[Entries taken from a collection]
+-------+

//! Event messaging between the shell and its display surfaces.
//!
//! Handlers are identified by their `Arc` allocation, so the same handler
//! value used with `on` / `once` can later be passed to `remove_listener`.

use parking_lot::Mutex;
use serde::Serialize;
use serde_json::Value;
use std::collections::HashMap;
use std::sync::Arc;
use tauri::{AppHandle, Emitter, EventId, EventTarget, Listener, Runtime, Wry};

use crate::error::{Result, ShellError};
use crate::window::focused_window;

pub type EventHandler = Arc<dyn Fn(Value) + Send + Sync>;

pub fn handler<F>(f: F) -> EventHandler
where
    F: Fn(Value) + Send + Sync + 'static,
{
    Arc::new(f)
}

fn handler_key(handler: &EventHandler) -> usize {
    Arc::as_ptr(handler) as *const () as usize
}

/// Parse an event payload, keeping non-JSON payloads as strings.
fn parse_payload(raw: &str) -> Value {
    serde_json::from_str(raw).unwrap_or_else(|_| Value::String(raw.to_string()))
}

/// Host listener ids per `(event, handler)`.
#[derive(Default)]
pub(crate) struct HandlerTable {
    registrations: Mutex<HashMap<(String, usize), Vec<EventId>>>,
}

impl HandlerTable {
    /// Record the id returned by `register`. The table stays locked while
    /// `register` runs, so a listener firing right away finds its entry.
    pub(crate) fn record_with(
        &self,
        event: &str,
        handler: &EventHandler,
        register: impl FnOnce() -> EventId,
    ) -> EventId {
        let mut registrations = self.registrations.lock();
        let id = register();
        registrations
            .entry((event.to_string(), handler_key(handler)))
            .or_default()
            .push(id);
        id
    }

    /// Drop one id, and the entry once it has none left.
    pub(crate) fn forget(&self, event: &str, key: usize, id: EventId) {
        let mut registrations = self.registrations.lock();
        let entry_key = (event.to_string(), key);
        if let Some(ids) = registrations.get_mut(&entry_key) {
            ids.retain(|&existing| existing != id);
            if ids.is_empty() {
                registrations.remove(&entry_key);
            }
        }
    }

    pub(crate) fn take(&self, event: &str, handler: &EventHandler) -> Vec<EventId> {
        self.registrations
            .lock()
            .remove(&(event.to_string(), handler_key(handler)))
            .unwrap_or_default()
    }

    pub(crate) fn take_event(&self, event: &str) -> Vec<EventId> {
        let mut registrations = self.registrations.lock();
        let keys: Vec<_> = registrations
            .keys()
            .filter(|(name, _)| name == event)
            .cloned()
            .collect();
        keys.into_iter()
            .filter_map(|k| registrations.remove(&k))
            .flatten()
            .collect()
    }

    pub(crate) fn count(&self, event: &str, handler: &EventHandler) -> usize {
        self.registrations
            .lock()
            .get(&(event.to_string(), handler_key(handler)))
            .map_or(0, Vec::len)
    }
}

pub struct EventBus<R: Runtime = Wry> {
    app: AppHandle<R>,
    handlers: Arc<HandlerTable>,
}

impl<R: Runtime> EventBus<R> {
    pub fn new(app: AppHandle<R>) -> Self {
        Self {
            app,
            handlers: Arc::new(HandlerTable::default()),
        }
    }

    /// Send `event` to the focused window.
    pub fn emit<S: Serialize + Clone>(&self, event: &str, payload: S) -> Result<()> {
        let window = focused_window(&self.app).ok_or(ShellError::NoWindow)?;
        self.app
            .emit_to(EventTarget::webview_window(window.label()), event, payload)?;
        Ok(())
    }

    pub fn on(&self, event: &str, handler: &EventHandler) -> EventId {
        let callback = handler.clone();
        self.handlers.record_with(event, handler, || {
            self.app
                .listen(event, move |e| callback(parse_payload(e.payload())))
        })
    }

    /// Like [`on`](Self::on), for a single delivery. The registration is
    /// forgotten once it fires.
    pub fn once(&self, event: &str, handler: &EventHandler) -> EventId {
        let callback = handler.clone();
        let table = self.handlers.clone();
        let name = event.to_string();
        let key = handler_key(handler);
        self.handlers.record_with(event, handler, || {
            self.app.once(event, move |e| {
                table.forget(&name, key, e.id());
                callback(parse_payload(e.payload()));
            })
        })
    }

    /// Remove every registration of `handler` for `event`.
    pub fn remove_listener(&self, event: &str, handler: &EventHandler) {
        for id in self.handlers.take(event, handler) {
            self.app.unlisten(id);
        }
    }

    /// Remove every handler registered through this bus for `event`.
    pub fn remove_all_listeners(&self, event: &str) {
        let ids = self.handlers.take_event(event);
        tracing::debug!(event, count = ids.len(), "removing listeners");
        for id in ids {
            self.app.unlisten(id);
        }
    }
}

+-------+

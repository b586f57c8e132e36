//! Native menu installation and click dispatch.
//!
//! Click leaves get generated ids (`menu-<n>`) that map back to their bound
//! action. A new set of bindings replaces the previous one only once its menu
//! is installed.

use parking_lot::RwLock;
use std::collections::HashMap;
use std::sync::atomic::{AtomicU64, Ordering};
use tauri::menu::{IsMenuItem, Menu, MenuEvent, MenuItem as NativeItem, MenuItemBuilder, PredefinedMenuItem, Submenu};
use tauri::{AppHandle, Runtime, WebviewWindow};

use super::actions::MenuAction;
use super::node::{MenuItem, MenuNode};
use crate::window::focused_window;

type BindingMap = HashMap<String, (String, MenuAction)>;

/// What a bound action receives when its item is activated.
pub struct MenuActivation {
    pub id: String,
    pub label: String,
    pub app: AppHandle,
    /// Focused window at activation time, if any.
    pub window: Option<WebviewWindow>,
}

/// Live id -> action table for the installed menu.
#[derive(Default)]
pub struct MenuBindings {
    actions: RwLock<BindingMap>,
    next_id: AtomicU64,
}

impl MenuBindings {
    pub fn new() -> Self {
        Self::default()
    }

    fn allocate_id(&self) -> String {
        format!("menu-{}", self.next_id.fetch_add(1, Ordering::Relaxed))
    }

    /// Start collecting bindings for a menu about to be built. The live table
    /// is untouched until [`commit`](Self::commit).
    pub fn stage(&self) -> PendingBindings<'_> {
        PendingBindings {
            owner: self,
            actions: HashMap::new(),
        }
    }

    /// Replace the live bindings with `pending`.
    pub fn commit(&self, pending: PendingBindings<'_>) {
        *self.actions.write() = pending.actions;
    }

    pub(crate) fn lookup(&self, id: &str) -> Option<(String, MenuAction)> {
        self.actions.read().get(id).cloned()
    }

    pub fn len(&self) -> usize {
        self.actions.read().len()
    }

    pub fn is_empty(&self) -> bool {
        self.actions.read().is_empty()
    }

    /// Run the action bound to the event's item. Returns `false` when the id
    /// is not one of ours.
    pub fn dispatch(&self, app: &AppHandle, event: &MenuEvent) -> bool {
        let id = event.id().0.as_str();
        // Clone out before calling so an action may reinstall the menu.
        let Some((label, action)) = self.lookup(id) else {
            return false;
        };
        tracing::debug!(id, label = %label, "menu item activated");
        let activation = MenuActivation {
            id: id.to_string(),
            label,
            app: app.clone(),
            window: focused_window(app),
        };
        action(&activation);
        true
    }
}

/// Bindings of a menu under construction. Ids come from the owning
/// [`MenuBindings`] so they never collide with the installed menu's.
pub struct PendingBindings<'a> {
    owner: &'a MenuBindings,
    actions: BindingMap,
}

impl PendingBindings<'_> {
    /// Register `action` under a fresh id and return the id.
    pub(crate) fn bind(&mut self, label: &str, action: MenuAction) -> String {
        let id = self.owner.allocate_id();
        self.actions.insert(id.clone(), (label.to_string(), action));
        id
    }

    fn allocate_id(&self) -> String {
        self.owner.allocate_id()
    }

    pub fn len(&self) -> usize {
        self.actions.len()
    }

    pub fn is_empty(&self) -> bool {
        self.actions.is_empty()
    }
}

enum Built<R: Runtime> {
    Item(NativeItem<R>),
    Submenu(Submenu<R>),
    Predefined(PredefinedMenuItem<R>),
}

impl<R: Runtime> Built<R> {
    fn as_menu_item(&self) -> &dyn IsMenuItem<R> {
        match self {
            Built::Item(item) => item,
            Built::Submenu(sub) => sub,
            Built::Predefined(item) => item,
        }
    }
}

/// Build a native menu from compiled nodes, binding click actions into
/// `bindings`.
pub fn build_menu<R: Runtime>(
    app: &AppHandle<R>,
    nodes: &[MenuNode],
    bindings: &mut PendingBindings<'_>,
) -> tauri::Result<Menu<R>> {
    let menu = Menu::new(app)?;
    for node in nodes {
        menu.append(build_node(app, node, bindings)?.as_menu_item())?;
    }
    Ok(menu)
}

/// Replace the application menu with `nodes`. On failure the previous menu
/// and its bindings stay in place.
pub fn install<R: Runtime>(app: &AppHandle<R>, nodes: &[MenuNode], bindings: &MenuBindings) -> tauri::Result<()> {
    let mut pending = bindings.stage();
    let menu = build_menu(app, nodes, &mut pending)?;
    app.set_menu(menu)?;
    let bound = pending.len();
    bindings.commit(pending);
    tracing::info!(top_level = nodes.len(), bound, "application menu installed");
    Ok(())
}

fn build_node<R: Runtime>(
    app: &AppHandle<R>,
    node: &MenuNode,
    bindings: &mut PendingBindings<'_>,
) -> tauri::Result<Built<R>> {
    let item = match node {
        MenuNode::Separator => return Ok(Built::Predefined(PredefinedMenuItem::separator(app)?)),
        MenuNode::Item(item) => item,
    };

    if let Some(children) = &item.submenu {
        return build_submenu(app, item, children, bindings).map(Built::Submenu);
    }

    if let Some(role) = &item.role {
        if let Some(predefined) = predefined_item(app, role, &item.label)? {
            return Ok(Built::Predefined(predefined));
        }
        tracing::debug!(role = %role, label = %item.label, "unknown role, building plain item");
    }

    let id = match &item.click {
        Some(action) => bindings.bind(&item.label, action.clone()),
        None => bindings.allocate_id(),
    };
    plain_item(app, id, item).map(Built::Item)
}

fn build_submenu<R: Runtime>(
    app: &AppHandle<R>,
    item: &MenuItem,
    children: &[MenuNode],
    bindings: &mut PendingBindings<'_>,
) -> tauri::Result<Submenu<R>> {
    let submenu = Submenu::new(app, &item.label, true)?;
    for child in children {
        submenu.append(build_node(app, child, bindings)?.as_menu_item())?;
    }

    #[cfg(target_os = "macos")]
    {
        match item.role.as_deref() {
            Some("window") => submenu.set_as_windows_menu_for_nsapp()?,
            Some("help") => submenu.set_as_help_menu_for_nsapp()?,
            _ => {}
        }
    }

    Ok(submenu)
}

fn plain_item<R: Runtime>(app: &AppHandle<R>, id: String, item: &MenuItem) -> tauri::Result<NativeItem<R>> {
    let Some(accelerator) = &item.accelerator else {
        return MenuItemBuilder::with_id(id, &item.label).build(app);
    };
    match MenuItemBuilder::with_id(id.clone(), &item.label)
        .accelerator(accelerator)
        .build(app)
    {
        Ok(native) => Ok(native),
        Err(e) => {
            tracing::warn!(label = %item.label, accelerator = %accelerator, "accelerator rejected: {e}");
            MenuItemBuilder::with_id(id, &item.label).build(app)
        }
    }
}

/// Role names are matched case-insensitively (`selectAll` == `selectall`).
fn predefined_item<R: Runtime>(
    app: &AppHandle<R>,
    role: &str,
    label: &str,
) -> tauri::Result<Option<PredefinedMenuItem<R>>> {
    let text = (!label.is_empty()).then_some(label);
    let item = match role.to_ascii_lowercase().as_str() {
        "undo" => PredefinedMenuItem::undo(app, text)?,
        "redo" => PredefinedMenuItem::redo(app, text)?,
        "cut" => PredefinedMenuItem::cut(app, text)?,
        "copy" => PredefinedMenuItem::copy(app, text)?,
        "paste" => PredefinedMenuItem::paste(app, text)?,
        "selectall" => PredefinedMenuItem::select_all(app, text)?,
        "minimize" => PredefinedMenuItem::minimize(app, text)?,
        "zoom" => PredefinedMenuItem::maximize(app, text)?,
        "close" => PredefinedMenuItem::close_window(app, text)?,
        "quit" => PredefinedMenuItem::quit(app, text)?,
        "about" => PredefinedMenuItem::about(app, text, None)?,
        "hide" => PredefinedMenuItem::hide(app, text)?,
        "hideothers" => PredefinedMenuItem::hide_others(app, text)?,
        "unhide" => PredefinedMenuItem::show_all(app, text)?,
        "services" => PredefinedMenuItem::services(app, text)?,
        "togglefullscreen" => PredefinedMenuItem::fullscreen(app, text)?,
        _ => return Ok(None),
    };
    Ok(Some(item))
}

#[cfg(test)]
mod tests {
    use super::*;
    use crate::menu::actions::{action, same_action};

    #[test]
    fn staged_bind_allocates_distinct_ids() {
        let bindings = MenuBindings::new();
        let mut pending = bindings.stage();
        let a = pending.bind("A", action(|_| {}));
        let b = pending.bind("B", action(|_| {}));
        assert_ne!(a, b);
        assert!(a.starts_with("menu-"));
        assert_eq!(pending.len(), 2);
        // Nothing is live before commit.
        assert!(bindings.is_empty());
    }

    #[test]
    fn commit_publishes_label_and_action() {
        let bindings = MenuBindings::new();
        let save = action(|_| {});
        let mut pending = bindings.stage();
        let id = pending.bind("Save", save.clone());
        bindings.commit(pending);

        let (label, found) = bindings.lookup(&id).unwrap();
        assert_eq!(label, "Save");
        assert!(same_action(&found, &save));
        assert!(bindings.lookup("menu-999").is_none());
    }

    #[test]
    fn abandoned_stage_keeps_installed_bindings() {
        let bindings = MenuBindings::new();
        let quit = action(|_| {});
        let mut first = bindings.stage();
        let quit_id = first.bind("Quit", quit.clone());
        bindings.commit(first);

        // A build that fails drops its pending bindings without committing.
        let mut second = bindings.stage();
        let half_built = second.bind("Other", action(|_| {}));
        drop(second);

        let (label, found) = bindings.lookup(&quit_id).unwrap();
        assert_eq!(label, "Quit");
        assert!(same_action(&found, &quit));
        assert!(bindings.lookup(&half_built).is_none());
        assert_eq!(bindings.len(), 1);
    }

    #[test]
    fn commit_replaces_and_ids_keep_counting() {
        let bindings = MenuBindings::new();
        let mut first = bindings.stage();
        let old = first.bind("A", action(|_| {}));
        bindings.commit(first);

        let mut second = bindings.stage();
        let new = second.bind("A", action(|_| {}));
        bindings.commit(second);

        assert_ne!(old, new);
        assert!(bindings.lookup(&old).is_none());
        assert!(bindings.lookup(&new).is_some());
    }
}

+-------+

Look through the entries above. Extract each line with the word "MenuItemBuilder".

* _Solved problem_:
use tauri::menu::{IsMenuItem, Menu, MenuEvent, MenuItem as NativeItem, MenuItemBuilder, PredefinedMenuItem, Submenu};
        return MenuItemBuilder::with_id(id, &item.label).build(app);
    match MenuItemBuilder::with_id(id.clone(), &item.label)
            MenuItemBuilder::with_id(id, &item.label).build(app)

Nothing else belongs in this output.